-- Opening Marker --

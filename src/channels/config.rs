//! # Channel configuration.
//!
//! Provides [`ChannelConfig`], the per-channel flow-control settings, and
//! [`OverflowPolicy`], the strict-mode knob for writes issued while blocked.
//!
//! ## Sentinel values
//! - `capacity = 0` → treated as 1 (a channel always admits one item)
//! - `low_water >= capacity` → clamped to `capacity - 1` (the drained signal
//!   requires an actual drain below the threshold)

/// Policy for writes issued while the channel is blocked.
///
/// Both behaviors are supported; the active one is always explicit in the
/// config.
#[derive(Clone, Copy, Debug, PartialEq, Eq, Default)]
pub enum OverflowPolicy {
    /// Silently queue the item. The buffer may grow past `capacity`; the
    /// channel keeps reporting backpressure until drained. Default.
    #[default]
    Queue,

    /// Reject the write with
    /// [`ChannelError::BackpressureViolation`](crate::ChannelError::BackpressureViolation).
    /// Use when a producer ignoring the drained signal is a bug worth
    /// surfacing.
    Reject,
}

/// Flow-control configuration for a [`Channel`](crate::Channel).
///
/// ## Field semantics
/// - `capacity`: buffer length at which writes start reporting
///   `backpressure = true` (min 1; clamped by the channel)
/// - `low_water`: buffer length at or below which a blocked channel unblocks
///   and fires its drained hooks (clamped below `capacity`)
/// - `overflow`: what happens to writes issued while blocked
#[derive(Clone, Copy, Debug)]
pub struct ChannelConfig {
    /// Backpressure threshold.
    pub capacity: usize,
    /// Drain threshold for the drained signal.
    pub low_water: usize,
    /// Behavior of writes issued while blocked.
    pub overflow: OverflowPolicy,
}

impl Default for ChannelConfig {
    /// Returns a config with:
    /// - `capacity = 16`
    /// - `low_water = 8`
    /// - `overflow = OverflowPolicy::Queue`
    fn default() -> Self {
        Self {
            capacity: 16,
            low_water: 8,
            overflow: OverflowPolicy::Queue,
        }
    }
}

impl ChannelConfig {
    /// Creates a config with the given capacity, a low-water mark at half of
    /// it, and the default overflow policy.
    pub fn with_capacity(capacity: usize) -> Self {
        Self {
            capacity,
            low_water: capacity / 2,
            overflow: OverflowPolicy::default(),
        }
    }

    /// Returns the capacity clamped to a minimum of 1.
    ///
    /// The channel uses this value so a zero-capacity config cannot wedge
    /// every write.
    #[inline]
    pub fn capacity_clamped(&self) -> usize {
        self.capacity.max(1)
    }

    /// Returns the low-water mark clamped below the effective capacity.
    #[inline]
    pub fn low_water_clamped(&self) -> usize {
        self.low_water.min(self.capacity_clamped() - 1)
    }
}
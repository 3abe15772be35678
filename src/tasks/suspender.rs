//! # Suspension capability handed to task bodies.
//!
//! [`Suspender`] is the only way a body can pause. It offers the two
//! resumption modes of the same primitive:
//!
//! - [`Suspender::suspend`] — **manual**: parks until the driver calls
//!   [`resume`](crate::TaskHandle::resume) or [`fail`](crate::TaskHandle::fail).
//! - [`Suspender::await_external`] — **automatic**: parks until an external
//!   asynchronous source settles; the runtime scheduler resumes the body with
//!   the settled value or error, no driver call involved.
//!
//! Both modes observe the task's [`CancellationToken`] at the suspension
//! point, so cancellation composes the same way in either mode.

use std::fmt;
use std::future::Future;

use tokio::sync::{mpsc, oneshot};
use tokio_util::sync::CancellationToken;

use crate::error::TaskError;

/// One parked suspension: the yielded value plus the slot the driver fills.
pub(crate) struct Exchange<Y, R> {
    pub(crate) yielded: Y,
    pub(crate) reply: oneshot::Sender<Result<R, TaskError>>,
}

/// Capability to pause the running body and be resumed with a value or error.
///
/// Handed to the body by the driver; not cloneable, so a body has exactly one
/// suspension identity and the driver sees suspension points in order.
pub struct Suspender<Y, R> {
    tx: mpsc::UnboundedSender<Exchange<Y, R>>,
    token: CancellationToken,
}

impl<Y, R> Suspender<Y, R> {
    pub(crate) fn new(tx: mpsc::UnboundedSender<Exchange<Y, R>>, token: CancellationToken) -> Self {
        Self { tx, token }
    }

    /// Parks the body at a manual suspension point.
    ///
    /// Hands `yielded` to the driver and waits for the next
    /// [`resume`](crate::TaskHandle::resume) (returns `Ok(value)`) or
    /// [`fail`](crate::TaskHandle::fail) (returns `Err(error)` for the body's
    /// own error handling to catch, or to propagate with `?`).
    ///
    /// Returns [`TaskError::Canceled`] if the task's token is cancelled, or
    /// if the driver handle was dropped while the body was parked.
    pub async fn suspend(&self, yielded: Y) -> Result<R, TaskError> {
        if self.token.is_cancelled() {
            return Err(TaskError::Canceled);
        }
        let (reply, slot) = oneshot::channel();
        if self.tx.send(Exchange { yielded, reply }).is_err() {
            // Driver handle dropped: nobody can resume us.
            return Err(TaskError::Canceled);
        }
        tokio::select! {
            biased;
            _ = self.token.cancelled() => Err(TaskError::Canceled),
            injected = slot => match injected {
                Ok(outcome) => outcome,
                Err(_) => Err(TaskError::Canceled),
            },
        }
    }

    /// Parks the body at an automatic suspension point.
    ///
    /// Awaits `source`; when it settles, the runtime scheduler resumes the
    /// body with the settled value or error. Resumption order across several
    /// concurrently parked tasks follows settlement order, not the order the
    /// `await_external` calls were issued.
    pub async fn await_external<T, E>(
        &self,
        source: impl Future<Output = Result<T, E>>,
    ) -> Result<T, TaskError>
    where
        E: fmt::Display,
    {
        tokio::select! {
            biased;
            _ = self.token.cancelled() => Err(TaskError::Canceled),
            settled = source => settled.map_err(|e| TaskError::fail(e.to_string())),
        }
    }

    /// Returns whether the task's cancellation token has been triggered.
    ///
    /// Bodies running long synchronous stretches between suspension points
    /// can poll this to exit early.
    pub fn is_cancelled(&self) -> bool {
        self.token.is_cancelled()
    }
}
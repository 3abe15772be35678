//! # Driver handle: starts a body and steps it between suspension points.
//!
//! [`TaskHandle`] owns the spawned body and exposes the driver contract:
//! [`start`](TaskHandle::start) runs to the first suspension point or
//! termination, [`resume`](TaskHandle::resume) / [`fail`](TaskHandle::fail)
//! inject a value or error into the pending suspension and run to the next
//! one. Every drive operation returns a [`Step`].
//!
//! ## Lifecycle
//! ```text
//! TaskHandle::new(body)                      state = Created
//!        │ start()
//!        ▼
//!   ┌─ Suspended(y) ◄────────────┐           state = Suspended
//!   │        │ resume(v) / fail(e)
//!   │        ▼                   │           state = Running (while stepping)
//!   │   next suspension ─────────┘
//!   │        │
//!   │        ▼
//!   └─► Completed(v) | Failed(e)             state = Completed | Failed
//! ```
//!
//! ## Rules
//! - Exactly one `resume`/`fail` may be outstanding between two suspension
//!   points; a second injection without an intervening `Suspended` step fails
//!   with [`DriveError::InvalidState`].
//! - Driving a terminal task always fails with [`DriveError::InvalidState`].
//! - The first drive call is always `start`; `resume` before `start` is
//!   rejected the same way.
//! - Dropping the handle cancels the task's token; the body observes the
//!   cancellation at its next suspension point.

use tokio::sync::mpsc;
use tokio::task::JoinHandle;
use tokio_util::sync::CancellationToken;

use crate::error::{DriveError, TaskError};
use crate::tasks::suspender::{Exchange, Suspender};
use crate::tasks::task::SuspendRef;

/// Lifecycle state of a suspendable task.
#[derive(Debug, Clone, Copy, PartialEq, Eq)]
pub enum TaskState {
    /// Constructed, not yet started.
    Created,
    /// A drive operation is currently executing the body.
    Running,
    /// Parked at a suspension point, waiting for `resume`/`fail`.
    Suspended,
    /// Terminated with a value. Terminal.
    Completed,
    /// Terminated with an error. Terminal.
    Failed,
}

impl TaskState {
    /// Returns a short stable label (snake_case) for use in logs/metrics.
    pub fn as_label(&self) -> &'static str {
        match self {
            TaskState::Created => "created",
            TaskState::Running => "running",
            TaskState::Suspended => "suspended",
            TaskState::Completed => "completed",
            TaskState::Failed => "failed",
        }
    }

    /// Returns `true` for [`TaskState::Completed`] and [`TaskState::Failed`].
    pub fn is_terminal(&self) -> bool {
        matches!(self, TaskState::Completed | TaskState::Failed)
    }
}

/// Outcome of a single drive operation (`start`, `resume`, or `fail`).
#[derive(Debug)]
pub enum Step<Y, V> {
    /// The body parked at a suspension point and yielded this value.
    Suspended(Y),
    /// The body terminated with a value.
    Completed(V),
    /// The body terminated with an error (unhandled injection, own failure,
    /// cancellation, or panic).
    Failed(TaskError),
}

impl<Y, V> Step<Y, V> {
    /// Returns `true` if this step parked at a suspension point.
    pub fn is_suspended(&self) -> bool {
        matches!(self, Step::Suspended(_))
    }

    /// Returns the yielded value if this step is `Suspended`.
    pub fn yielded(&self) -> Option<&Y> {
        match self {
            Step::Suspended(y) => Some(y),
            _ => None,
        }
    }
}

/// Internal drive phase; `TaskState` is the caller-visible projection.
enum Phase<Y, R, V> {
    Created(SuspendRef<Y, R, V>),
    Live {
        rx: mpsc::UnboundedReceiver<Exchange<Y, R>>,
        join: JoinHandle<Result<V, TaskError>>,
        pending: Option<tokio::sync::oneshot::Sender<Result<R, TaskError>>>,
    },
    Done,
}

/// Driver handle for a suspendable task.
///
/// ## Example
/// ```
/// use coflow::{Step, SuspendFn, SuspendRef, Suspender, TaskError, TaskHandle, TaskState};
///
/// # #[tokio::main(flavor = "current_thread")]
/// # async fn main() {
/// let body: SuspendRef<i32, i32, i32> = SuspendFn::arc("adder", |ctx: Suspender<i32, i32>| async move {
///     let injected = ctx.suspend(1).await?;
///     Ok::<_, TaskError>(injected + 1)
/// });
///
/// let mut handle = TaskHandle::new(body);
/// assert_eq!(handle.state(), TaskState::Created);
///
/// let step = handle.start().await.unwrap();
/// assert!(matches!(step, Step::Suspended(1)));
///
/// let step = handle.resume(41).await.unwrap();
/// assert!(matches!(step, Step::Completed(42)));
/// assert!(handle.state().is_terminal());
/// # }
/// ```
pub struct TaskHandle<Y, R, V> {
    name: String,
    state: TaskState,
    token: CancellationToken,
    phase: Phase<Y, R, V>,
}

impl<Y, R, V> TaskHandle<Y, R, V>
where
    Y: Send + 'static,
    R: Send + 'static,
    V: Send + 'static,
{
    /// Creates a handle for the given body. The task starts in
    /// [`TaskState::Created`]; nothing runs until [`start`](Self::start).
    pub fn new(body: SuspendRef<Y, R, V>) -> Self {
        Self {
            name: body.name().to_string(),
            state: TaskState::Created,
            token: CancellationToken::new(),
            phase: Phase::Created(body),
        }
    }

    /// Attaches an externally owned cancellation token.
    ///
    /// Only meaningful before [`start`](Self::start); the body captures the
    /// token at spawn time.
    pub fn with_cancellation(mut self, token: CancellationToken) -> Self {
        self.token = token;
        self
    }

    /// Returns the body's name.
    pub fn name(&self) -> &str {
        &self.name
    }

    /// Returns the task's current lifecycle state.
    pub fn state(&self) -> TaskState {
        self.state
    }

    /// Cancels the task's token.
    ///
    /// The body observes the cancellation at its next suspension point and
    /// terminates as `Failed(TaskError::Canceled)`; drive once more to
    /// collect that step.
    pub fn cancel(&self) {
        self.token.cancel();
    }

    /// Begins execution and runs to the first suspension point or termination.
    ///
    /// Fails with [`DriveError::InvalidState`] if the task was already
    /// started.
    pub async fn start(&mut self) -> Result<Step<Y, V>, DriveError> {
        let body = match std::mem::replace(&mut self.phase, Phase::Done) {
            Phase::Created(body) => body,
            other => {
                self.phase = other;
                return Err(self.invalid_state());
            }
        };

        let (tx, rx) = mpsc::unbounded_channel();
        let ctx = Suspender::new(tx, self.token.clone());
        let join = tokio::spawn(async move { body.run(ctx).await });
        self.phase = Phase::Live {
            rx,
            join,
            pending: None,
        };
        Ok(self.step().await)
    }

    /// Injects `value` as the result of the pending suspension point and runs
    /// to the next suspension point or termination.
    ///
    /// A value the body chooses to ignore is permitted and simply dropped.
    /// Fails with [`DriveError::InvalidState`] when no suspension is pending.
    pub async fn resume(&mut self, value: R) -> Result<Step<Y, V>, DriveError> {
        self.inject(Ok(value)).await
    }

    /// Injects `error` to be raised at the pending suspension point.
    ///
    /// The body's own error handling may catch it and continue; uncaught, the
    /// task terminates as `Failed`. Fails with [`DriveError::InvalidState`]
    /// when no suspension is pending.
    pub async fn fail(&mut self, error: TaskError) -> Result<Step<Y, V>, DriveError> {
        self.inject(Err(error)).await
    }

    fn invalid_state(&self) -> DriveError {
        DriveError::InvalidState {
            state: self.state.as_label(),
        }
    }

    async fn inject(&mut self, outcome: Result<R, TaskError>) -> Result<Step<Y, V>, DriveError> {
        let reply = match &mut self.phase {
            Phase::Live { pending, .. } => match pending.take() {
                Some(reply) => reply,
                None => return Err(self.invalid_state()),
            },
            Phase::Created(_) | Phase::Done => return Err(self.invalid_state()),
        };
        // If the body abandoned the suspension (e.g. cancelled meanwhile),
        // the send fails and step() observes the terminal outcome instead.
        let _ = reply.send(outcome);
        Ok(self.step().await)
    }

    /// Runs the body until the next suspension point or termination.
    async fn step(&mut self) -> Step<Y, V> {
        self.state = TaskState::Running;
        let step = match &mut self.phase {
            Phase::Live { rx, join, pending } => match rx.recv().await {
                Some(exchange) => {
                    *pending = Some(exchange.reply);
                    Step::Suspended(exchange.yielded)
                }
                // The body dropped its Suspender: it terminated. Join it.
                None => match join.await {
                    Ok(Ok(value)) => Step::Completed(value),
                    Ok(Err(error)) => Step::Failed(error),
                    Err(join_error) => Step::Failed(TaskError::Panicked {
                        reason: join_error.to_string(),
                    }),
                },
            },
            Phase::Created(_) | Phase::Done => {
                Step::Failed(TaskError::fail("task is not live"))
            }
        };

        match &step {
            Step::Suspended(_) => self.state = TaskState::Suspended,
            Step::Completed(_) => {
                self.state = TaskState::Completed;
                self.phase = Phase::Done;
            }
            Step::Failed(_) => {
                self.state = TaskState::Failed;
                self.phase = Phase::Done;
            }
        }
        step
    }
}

-- Closing Marker --

◆ What is required
Lines above holding "when": give their count, nothing more.

◆ Response to this task
4